### REQUIRED ACTION
Using the records below, transcribe word for word the stretch from the line that contains "pub fn complete(self, outcome: SendOutcome)" through the line that contains "reply would go)", both end lines included, and nothing else.

Stored data:
%%

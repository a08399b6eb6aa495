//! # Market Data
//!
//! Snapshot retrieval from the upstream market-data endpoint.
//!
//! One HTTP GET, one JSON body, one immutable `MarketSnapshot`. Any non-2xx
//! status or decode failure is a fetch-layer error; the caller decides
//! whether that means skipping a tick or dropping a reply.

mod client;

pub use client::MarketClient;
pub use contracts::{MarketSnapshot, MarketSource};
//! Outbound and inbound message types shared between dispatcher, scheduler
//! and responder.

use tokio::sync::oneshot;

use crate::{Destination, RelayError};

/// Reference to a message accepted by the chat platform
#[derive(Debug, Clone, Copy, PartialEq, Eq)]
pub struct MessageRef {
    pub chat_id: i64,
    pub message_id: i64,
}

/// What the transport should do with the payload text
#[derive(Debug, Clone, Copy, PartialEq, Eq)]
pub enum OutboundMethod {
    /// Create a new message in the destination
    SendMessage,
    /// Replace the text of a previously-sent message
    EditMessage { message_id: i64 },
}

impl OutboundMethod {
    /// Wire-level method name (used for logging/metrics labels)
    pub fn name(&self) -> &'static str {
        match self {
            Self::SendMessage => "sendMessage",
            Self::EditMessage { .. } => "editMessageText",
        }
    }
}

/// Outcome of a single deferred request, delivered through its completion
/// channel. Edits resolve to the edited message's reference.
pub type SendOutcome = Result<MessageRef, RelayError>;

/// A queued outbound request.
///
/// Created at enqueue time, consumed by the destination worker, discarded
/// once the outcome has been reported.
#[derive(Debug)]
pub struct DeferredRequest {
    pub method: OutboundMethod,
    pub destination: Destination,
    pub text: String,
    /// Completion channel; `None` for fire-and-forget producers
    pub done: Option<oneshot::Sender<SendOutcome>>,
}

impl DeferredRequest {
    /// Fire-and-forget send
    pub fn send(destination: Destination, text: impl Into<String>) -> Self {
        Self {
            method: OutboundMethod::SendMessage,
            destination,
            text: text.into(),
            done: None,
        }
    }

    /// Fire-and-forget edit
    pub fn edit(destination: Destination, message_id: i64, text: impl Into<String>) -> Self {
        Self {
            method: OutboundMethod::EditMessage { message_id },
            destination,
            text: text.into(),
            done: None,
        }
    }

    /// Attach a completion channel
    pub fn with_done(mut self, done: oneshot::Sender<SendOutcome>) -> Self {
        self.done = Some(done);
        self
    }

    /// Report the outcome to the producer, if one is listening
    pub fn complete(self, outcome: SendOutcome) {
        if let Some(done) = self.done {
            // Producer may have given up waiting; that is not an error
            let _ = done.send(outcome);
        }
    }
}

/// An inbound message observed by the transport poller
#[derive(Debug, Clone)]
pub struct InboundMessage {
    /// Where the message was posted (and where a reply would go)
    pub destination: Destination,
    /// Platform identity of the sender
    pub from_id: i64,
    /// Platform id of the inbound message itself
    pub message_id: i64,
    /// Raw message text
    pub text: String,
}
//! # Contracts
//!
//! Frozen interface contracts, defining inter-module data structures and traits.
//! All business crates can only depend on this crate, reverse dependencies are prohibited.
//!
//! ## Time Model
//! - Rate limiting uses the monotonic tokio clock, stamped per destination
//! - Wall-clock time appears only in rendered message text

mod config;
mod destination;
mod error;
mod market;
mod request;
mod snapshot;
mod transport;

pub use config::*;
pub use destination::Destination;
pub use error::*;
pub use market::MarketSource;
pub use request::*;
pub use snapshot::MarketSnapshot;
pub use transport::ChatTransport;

%%

### ANSWER BELOW
    pub fn complete(self, outcome: SendOutcome) {
        if let Some(done) = self.done {
            // Producer may have given up waiting; that is not an error
            let _ = done.send(outcome);
        }
    }
}

/// An inbound message observed by the transport poller
#[derive(Debug, Clone)]
pub struct InboundMessage {
    /// Where the message was posted (and where a reply would go)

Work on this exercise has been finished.